As NFL Gets Set For First Game In Brazil, Commissioner Roger Goodell Talks Private Equity Team Ownership, Post-Super Bowl Federal Holiday & More
As the NFL gets set for its first game in Brazil tonight, Commissioner Roger Goodell has made several media appearances, talking private equity ownership with CNBC and the likelihood of a post-Super Bowl holiday on Today.
The Philadelphia Eagles-Green Bay Packers game, which will stream exclusively on Peacock, is an effort to expose America’s top sport to a market with 38 million fans.
Goodell, speaking to reporters on Thursday, said the league hopes to significantly expand its current slate of games outside the U.S., which has seen teams take the field in Mexico, London and Frankfurt to date.

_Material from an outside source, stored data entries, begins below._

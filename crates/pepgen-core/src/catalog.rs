//! Catalog contracts read by the pipeline: article categories and the
//! peptide product catalog used for entity matching.

/// A known article category.
#[derive(Debug, Clone, PartialEq, Eq)]
pub struct Category {
    pub slug: String,
    pub label: String,
}

/// A canonical peptide from the product catalog.
#[derive(Debug, Clone, PartialEq, Eq)]
pub struct Peptide {
    pub name: String,
    pub slug: String,
}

A move to 18 regular-season games, from the current level of 17, will be key to that international push, the commissioner said.
On Friday morning on CNBC, Goodell was asked if a recent decision to allow private equity ownership of teams could mean more selling of teams. “I think it’s actually the exact opposite,” he said. The NFL studied other leagues’ interactions with private equity, which typically looks to maximize investments and then exit within a few years. In opening its ownership rules, the NFL capped P.E. firms at 10% of individual team ownership, Goodell noted. “The 10 percent private equity interest will have a very silent role. There’s no role of management. They don’t even take suggestions from unless, you know, the team wants to say, can you help us with X or Y? So I think the reality here, this is going to support our family ownership programs throughout the league. It will give them a chance to get some liquidity, which they can use to invest back in their team, their facilities, however they see fit. So I really believe it’s going to strengthen our position.”

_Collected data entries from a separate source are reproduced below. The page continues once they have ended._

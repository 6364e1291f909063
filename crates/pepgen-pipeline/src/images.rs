//! Image pipeline: a featured image plus up to three section images, each
//! generated with a bounded retry budget and uploaded to object storage.
//!
//! Nothing here fails the run. An image whose generation retries are
//! exhausted, or whose upload fails, is simply omitted — the article
//! publishes without it.

use std::time::Duration;

use pepgen_core::content::{slugify, ContentImage, GeneratedImages};
use pepgen_genai::image::generate_image;
use pepgen_genai::{with_retry, GenAiClient, GenAiError, RetryOutcome, RetryPolicy};

use crate::storage::StorageClient;

/// One heading section eligible for an illustration.
#[derive(Debug, Clone)]
pub struct SectionSuggestion {
    /// Heading block id the image will be attached to.
    pub id: String,
    pub title: String,
}

/// At most this many section images per article.
pub const MAX_SECTION_IMAGES: usize = 3;

const FEATURED_RETRY: RetryPolicy = RetryPolicy::new(3, Duration::from_secs(2));
const SECTION_RETRY: RetryPolicy = RetryPolicy::new(2, Duration::from_secs(2));

/// Generate and upload the article's images.
///
/// The featured image gets three attempts, each section image two, with
/// linear back-off between retryable failures. `regenerate_featured = false`
/// skips the featured image entirely. Section order follows the suggestions;
/// images are generated sequentially — sections are independent and order
/// never affects the final structure.
pub async fn generate_images(
    genai: &GenAiClient,
    storage: &StorageClient,
    title: &str,
    summary: &str,
    sections: &[SectionSuggestion],
    regenerate_featured: bool,
    run_ts: i64,
) -> GeneratedImages {
    let prefix = slug_prefix(title);
    let mut images = GeneratedImages::default();

    if regenerate_featured {
        let prompt = featured_prompt(title, summary);
        let path = format!("articles/{prefix}-{run_ts}.png");
        images.featured_image_url =
            generate_and_upload(genai, storage, FEATURED_RETRY, &prompt, &path, "featured").await;
    }

    for section in sections.iter().take(MAX_SECTION_IMAGES) {
        let prompt = section_prompt(title, &section.title);
        let path = format!("articles/{prefix}-{run_ts}-{}.png", section.id);
        if let Some(image_url) =
            generate_and_upload(genai, storage, SECTION_RETRY, &prompt, &path, &section.id).await
        {
            images.content_images.push(ContentImage {
                section_id: section.id.clone(),
                image_url,
                alt_text: format!("Illustration for the section \"{}\"", section.title),
            });
        }
    }

    images
}

/// Run one image through generate → upload; `None` means it is omitted.
async fn generate_and_upload(
    genai: &GenAiClient,
    storage: &StorageClient,
    policy: RetryPolicy,
    prompt: &str,
    object_path: &str,
    label: &str,
) -> Option<String> {
    let payload = match with_retry(policy, GenAiError::is_retryable, || {
        generate_image(genai, prompt)
    })
    .await
    {
        RetryOutcome::Success(payload) => payload,
        RetryOutcome::Exhausted(err) => {
            tracing::warn!(
                image = label,
                error = %err,
                "image generation exhausted retries; publishing without it"
            );
            return None;
        }
    };

    match storage.upload_png(object_path, payload.bytes).await {
        Ok(url) => Some(url),
        Err(err) => {
            // Upload failures are not retried; same degradation as a failed
            // generation.
            tracing::warn!(
                image = label,
                error = %err,
                "image upload failed; publishing without it"
            );
            None
        }
    }
}

fn featured_prompt(title: &str, summary: &str) -> String {
    format!(
        "Clean editorial illustration for a science article titled \"{title}\". \
         {summary} Muted laboratory palette, no text, no people's faces."
    )
}

fn section_prompt(title: &str, section_title: &str) -> String {
    format!(
        "Minimal scientific illustration for the section \"{section_title}\" of an article \
         titled \"{title}\". Abstract molecular motif, muted palette, no text."
    )
}

/// Slugified title prefix for storage paths, bounded so object keys stay
/// reasonable for long titles.
fn slug_prefix(title: &str) -> String {
    let slug = slugify(title);
    if slug.len() <= 40 {
        slug
    } else {
        slug[..40].trim_end_matches('-').to_owned()
    }
}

In a separate appearance on the Today show, Goodell helped beat the drum for Peacock and gamely fielded yet another Taylor Swift question. Asked about a long-discussed scenario for when the league does get to 18 games. Adding a game would push the season another week, making the Super Bowl in most years coincide with Presidents Day weekend, with a Monday holiday after the game. “I think the will is there in many ways,” he affirmed, but expanding to an 18-game season will require negotiations between the players’ union and team owners.
An 18-game regular season would reduce the number of pre-season games in August to two. Historically, there were at least four. The league moved to a 17-game season from 16 in 2021, trimming the preseason to three.
“People look at the preseason and the regular season and say, ‘Would I like to have one more regular season and one less preseason?’ I think the answer to that is yes,” he said.